As a community, particularly one that is growing, we need to consider the importance of each member’s health: physical, mental and financial. Housing plays an enormous role in each of these aspects of our wellbeing. We depend on our community to keep us safe and in order for each of us to contribute to the good of the community, we must make sure that each person can retreat to a restorative place, is free from worry over displacement or homelessness, and that each person has an opportunity to build wealth. For the vast majority of Americans, that means having access to reliably supported housing and the opportunity to buy and maintain a home.

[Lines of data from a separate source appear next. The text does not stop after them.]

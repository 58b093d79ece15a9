//! Normalization errors
//!
//! Normalization runs on validated input, so these are internal failures:
//! the write is aborted and nothing is persisted.

use thiserror::Error;

use crate::errors::Severity;
use crate::providers::CollaboratorError;

/// Result type for normalization
pub type NormalizationResult<T> = Result<T, NormalizationError>;

/// Write-side transform failure
#[derive(Debug, Clone, PartialEq, Eq, Error)]
pub enum NormalizationError {
    /// Hashing a secret field failed
    #[error("failed to hash '{path}': {source}")]
    Hash {
        path: String,
        #[source]
        source: CollaboratorError,
    },

    /// Value shape the validator should have rejected
    #[error("'{path}': expected {expected}")]
    UnexpectedShape { path: String, expected: &'static str },
}

impl NormalizationError {
    /// Returns the string code for this error
    pub fn code(&self) -> &'static str {
        match self {
            NormalizationError::Hash { .. } => "CMS_NORMALIZATION_HASH_FAILED",
            NormalizationError::UnexpectedShape { .. } => "CMS_NORMALIZATION_UNEXPECTED_SHAPE",
        }
    }

    pub fn severity(&self) -> Severity {
        Severity::Fatal
    }
}
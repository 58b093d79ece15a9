//! Collaborator errors
//!
//! Failures of external providers are internal and fatal for the operation:
//! the write is aborted and nothing is persisted. Nothing is retried here.

use thiserror::Error;

use crate::errors::Severity;

/// Result type for collaborator calls
pub type CollaboratorResult<T> = Result<T, CollaboratorError>;

/// External provider failure
#[derive(Debug, Clone, PartialEq, Eq, Error)]
pub enum CollaboratorError {
    /// Existence provider (relations, assets) unavailable
    #[error("existence provider failed: {0}")]
    Existence(String),

    /// Default-locale provider unavailable
    #[error("default locale provider failed: {0}")]
    Locale(String),

    /// Hash provider unavailable
    #[error("hash provider failed: {0}")]
    Hash(String),
}

impl CollaboratorError {
    /// Returns the string code for this error
    pub fn code(&self) -> &'static str {
        match self {
            CollaboratorError::Existence(_) => "CMS_COLLABORATOR_EXISTENCE",
            CollaboratorError::Locale(_) => "CMS_COLLABORATOR_LOCALE",
            CollaboratorError::Hash(_) => "CMS_COLLABORATOR_HASH",
        }
    }

    pub fn provider(&self) -> &'static str {
        match self {
            CollaboratorError::Existence(_) => "existence",
            CollaboratorError::Locale(_) => "locale",
            CollaboratorError::Hash(_) => "hash",
        }
    }

    pub fn severity(&self) -> Severity {
        Severity::Fatal
    }
}
//! Entry payloads
//!
//! Write payload: `{status?, published_at?, data}`.
//! Read payload: `{id, status, published_at, data}` plus the timestamps the
//! storage layer maintains.

use std::fmt;

use serde::{Deserialize, Serialize};
use serde_json::{Map, Value};

/// Publication state of an entry
#[derive(Debug, Clone, Copy, Default, PartialEq, Eq, Serialize, Deserialize)]
#[serde(rename_all = "lowercase")]
pub enum EntryStatus {
    #[default]
    Draft,
    Published,
}

impl EntryStatus {
    pub const ALLOWED: [&'static str; 2] = ["draft", "published"];

    pub fn as_str(&self) -> &'static str {
        match self {
            EntryStatus::Draft => "draft",
            EntryStatus::Published => "published",
        }
    }

    pub fn parse(raw: &str) -> Option<Self> {
        match raw {
            "draft" => Some(EntryStatus::Draft),
            "published" => Some(EntryStatus::Published),
            _ => None,
        }
    }
}

impl fmt::Display for EntryStatus {
    fn fmt(&self, f: &mut fmt::Formatter<'_>) -> fmt::Result {
        write!(f, "{}", self.as_str())
    }
}

/// A validated and normalized entry, ready to persist.
#[derive(Debug, Clone, PartialEq, Serialize)]
pub struct PreparedEntry {
    pub status: EntryStatus,
    pub published_at: Option<String>,
    pub data: Map<String, Value>,
}

/// A stored entry as handed to the read path.
#[derive(Debug, Clone, PartialEq, Serialize, Deserialize)]
pub struct EntryRecord {
    pub id: i64,

    #[serde(default)]
    pub status: EntryStatus,

    #[serde(default)]
    pub published_at: Option<String>,

    #[serde(default, skip_serializing_if = "Option::is_none")]
    pub created_at: Option<String>,

    #[serde(default, skip_serializing_if = "Option::is_none")]
    pub updated_at: Option<String>,

    #[serde(default)]
    pub data: Map<String, Value>,
}

impl EntryRecord {
    pub fn new(id: i64, data: Map<String, Value>) -> Self {
        Self {
            id,
            status: EntryStatus::Draft,
            published_at: None,
            created_at: None,
            updated_at: None,
            data,
        }
    }

    /// Entry metadata addressable by name on reads.
    pub fn metadata(&self, key: &str) -> Option<Value> {
        let timestamp = |t: &Option<String>| t.clone().map(Value::String).unwrap_or(Value::Null);
        match key {
            "id" => Some(Value::from(self.id)),
            "created_at" => Some(timestamp(&self.created_at)),
            "updated_at" => Some(timestamp(&self.updated_at)),
            "published_at" => Some(timestamp(&self.published_at)),
            _ => None,
        }
    }

    /// The read payload with `data` replaced.
    pub fn to_value_with(&self, data: Value) -> Value {
        let mut out = Map::new();
        out.insert("id".into(), Value::from(self.id));
        out.insert("status".into(), Value::String(self.status.as_str().to_string()));
        out.insert("published_at".into(), self.metadata("published_at").unwrap_or(Value::Null));
        if let Some(created) = &self.created_at {
            out.insert("created_at".into(), Value::String(created.clone()));
        }
        if let Some(updated) = &self.updated_at {
            out.insert("updated_at".into(), Value::String(updated.clone()));
        }
        out.insert("data".into(), data);
        Value::Object(out)
    }
}
//! Observability for the content engine
//!
//! Structured JSON log lines keyed by typed [`Event`]s. Logging never affects
//! the outcome of the operation being logged.

mod events;
mod logger;

pub use events::Event;
pub use logger::{Logger, LogLevel};

/// Log an event with fields at the severity its kind implies
pub fn log_event(event: Event, fields: &[(&str, &str)]) {
    let severity = if event.is_fatal() {
        LogLevel::Error
    } else {
        LogLevel::Info
    };
    Logger::log(severity, event.as_str(), fields);
}
//! CLI-specific error types
//!
//! Engine errors keep their own codes; the CLI adds codes for the failures
//! that happen before the engine runs (config, file and stdin I/O).

use std::fmt;
use std::io;

use crate::config::ConfigError;
use crate::errors::ContentError;
use crate::projection::ProjectionError;
use crate::providers::CollaboratorError;
use crate::schema::SchemaError;
use crate::validation::ValidationErrors;

/// CLI error codes
#[derive(Debug, Clone, Copy, PartialEq, Eq)]
pub enum CliErrorCode {
    /// Configuration file error
    ConfigError,
    /// I/O error (files, stdin/stdout)
    IoError,
    /// Input file is not the expected JSON shape
    InvalidInput,
}

impl CliErrorCode {
    /// Get the error code string
    pub fn code(&self) -> &'static str {
        match self {
            Self::ConfigError => "CMS_CLI_CONFIG_ERROR",
            Self::IoError => "CMS_CLI_IO_ERROR",
            Self::InvalidInput => "CMS_CLI_INVALID_INPUT",
        }
    }
}

/// CLI error
#[derive(Debug)]
pub enum CliError {
    /// Failure of the CLI itself
    Cli { code: CliErrorCode, message: String },
    /// Failure reported by the content engine
    Content(ContentError),
}

impl CliError {
    /// Create a new CLI error
    pub fn new(code: CliErrorCode, message: impl Into<String>) -> Self {
        Self::Cli {
            code,
            message: message.into(),
        }
    }

    /// Config error
    pub fn config_error(msg: impl Into<String>) -> Self {
        Self::new(CliErrorCode::ConfigError, msg)
    }

    /// I/O error
    pub fn io_error(msg: impl Into<String>) -> Self {
        Self::new(CliErrorCode::IoError, msg)
    }

    /// Malformed input file
    pub fn invalid_input(msg: impl Into<String>) -> Self {
        Self::new(CliErrorCode::InvalidInput, msg)
    }

    /// Get the error code string
    pub fn code_str(&self) -> &'static str {
        match self {
            Self::Cli { code, .. } => code.code(),
            Self::Content(e) => e.code(),
        }
    }

    /// Get the error message
    pub fn message(&self) -> String {
        match self {
            Self::Cli { message, .. } => message.clone(),
            Self::Content(e) => e.to_string(),
        }
    }

    /// Path → messages map for rejected entries
    pub fn validation_errors(&self) -> Option<&ValidationErrors> {
        match self {
            Self::Content(e) => e.validation_errors(),
            Self::Cli { .. } => None,
        }
    }
}

impl fmt::Display for CliError {
    fn fmt(&self, f: &mut fmt::Formatter<'_>) -> fmt::Result {
        write!(f, "{}: {}", self.code_str(), self.message())
    }
}

impl std::error::Error for CliError {}

impl From<io::Error> for CliError {
    fn from(e: io::Error) -> Self {
        Self::io_error(e.to_string())
    }
}

impl From<serde_json::Error> for CliError {
    fn from(e: serde_json::Error) -> Self {
        Self::invalid_input(format!("JSON error: {}", e))
    }
}

impl From<ConfigError> for CliError {
    fn from(e: ConfigError) -> Self {
        Self::config_error(e.to_string())
    }
}

impl From<ContentError> for CliError {
    fn from(e: ContentError) -> Self {
        Self::Content(e)
    }
}

impl From<SchemaError> for CliError {
    fn from(e: SchemaError) -> Self {
        Self::Content(e.into())
    }
}

impl From<CollaboratorError> for CliError {
    fn from(e: CollaboratorError) -> Self {
        Self::Content(e.into())
    }
}

impl From<ProjectionError> for CliError {
    fn from(e: ProjectionError) -> Self {
        Self::Content(e.into())
    }
}

/// CLI result type
pub type CliResult<T> = Result<T, CliError>;
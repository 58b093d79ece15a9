//! Locale collaborators
//!
//! Localized fields store a map `locale -> value`. The write side needs the
//! space's default locale to wrap bare values; the read side picks one entry
//! out of the map.

use serde_json::Value;

use super::errors::CollaboratorResult;
use super::existence::SpaceId;

/// Supplies the default locale of a space.
pub trait DefaultLocaleProvider {
    /// `None` means the space has no configured default.
    fn default_locale(&self, space: SpaceId) -> CollaboratorResult<Option<String>>;
}

/// Same default locale for every space.
#[derive(Debug, Clone, PartialEq, Eq)]
pub struct FixedLocale(pub String);

impl FixedLocale {
    pub fn new(locale: impl Into<String>) -> Self {
        Self(locale.into())
    }
}

impl DefaultLocaleProvider for FixedLocale {
    fn default_locale(&self, _space: SpaceId) -> CollaboratorResult<Option<String>> {
        Ok(Some(self.0.clone()))
    }
}

/// Picks the value for one locale out of a per-field locale map.
pub trait LocaleSelector {
    fn select(&self, localized: &Value, locale: &str) -> Option<Value>;
}

/// Requested locale, then the fallback locale, then the first stored entry.
///
/// Values that are not locale maps are returned unchanged.
#[derive(Debug, Clone, PartialEq, Eq)]
pub struct FallbackLocaleSelector {
    fallback: String,
}

impl FallbackLocaleSelector {
    pub fn new(fallback: impl Into<String>) -> Self {
        Self {
            fallback: fallback.into(),
        }
    }
}

impl LocaleSelector for FallbackLocaleSelector {
    fn select(&self, localized: &Value, locale: &str) -> Option<Value> {
        let Value::Object(map) = localized else {
            return Some(localized.clone());
        };

        map.get(locale)
            .or_else(|| map.get(&self.fallback))
            .or_else(|| map.values().next())
            .cloned()
    }
}
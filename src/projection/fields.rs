//! Field projection (`fields=id,title,seo.description`)

use serde_json::{Map, Value};

use crate::entry::EntryRecord;

/// Keys resolved from entry metadata instead of `data`.
pub const METADATA_KEYS: [&str; 4] = ["id", "created_at", "updated_at", "published_at"];

/// Returns a flat map holding only the requested keys.
///
/// Metadata keys come from the record itself; everything else is a dotted
/// path into `data`, where numeric segments index arrays. Paths that do not
/// resolve are omitted.
pub fn project(entry: &EntryRecord, fields_csv: &str) -> Map<String, Value> {
    let mut out = Map::new();

    for key in parse_field_list(fields_csv) {
        if out.contains_key(&key) {
            continue;
        }

        let value = if METADATA_KEYS.contains(&key.as_str()) {
            entry.metadata(&key)
        } else {
            lookup(&entry.data, &key).cloned()
        };

        if let Some(value) = value {
            out.insert(key, value);
        }
    }

    out
}

/// Splits a comma-separated key list, dropping blanks.
pub fn parse_field_list(csv: &str) -> Vec<String> {
    csv.split(',')
        .map(str::trim)
        .filter(|s| !s.is_empty())
        .map(str::to_string)
        .collect()
}

fn lookup<'v>(data: &'v Map<String, Value>, path: &str) -> Option<&'v Value> {
    let mut segments = path.split('.');
    let mut current = data.get(segments.next()?)?;

    for segment in segments {
        current = match current {
            Value::Object(map) => map.get(segment)?,
            Value::Array(items) => items.get(segment.parse::<usize>().ok()?)?,
            _ => return None,
        };
    }

    Some(current)
}
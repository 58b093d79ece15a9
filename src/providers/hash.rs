//! Hash provider for password fields
//!
//! Password values are only ever stored as one-way Argon2id hashes.

use argon2::{
    password_hash::{rand_core::OsRng, PasswordHash, PasswordHasher, PasswordVerifier, SaltString},
    Algorithm, Argon2, Params, Version,
};

use super::errors::{CollaboratorError, CollaboratorResult};

/// One-way hashing of secret field values.
pub trait HashProvider {
    fn hash(&self, plaintext: &str) -> CollaboratorResult<String>;
}

/// Argon2id hasher producing PHC strings.
#[derive(Debug, Clone, Default)]
pub struct Argon2Hasher {
    params: Option<Params>,
}

impl Argon2Hasher {
    pub fn new() -> Self {
        Self::default()
    }

    /// Uses explicit cost parameters instead of the argon2 defaults.
    pub fn with_params(m_cost: u32, t_cost: u32, p_cost: u32) -> CollaboratorResult<Self> {
        let params = Params::new(m_cost, t_cost, p_cost, None)
            .map_err(|e| CollaboratorError::Hash(format!("invalid argon2 params: {}", e)))?;
        Ok(Self {
            params: Some(params),
        })
    }

    fn argon2(&self) -> Argon2<'static> {
        match &self.params {
            Some(params) => Argon2::new(Algorithm::Argon2id, Version::V0x13, params.clone()),
            None => Argon2::default(),
        }
    }

    /// Checks a plaintext against a stored PHC hash.
    pub fn verify(&self, plaintext: &str, hash: &str) -> bool {
        match PasswordHash::new(hash) {
            Ok(parsed) => self.argon2().verify_password(plaintext.as_bytes(), &parsed).is_ok(),
            Err(_) => false,
        }
    }
}

impl HashProvider for Argon2Hasher {
    fn hash(&self, plaintext: &str) -> CollaboratorResult<String> {
        let salt = SaltString::generate(&mut OsRng);
        self.argon2()
            .hash_password(plaintext.as_bytes(), &salt)
            .map(|hash| hash.to_string())
            .map_err(|e| CollaboratorError::Hash(e.to_string()))
    }
}
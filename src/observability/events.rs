//! Observable engine events
//!
//! One event per schema compile, field lifecycle change, write-path stage and
//! read shaping call. Events are explicit and typed.

use std::fmt;

/// Observable events in the content engine
#[derive(Debug, Clone, Copy, PartialEq, Eq)]
pub enum Event {
    // Schema definition
    /// Schema document compiled
    SchemaCompiled,
    /// Schema document rejected
    SchemaRejected,
    /// Field appended to a schema
    FieldAdded,
    /// Field merge-patched
    FieldUpdated,
    /// Field removed from a schema
    FieldDeleted,

    // Write path
    /// Entry payload passed validation
    EntryValidated,
    /// Entry payload rejected
    EntryRejected,
    /// Validated entry normalized for persistence
    EntryNormalized,

    // Read path
    /// Stored entry shaped for output
    EntryShaped,

    // Collaborators
    /// External provider failed (FATAL for the operation)
    CollaboratorFailed,
}

impl Event {
    /// Returns the string representation of the event
    pub fn as_str(&self) -> &'static str {
        match self {
            Event::SchemaCompiled => "SCHEMA_COMPILED",
            Event::SchemaRejected => "SCHEMA_REJECTED",
            Event::FieldAdded => "FIELD_ADDED",
            Event::FieldUpdated => "FIELD_UPDATED",
            Event::FieldDeleted => "FIELD_DELETED",
            Event::EntryValidated => "ENTRY_VALIDATED",
            Event::EntryRejected => "ENTRY_REJECTED",
            Event::EntryNormalized => "ENTRY_NORMALIZED",
            Event::EntryShaped => "ENTRY_SHAPED",
            Event::CollaboratorFailed => "COLLABORATOR_FAILED",
        }
    }

    /// Returns true if this event aborts the operation it belongs to
    pub fn is_fatal(&self) -> bool {
        matches!(self, Event::CollaboratorFailed)
    }
}

impl fmt::Display for Event {
    fn fmt(&self, f: &mut fmt::Formatter<'_>) -> fmt::Result {
        write!(f, "{}", self.as_str())
    }
}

Therefore, as a community we must find ways to build a housing infrastructure and system that allows households to prosper while saving to invest in their future. That means providing income-restricted, subsidized housing for a much larger and more diverse population, and building “steps” to allow households to upgrade their housing while also saving to invest in a home that can help them to build wealth. Furthermore, we as a community must invest in removing barriers to that opportunity. We have to pay for the value derived from nice, high-performing, well-located housing for all. I think that once we stabilize our neighbors, we will find our community can stabilize and prosper.
Today, such an investment takes real dedication, creativity and political will. Together we are all struggling to get by. Many of us who live comfortably don’t make it out to public meetings to discuss the need for more affordable housing. Those who need more affordable housing may have numerous jobs and cannot make it to such meetings without jeopardizing their jobs, family and indeed, their housing. Those who feel directly threatened by a project feel compelled to attend – but won’t make time for conversation or reflection.
However, more and more people are beginning to feel insecure in their housing. More and more local governments are taking responsibility for building “steps” and breaking barriers. We have talented people with high ethical standards working “behind the scenes” in local government to support our communities and make our neighborhoods more stable and prosperous. The community’s first step should be to support them by being active and demanding appropriate, affordable housing for everyone.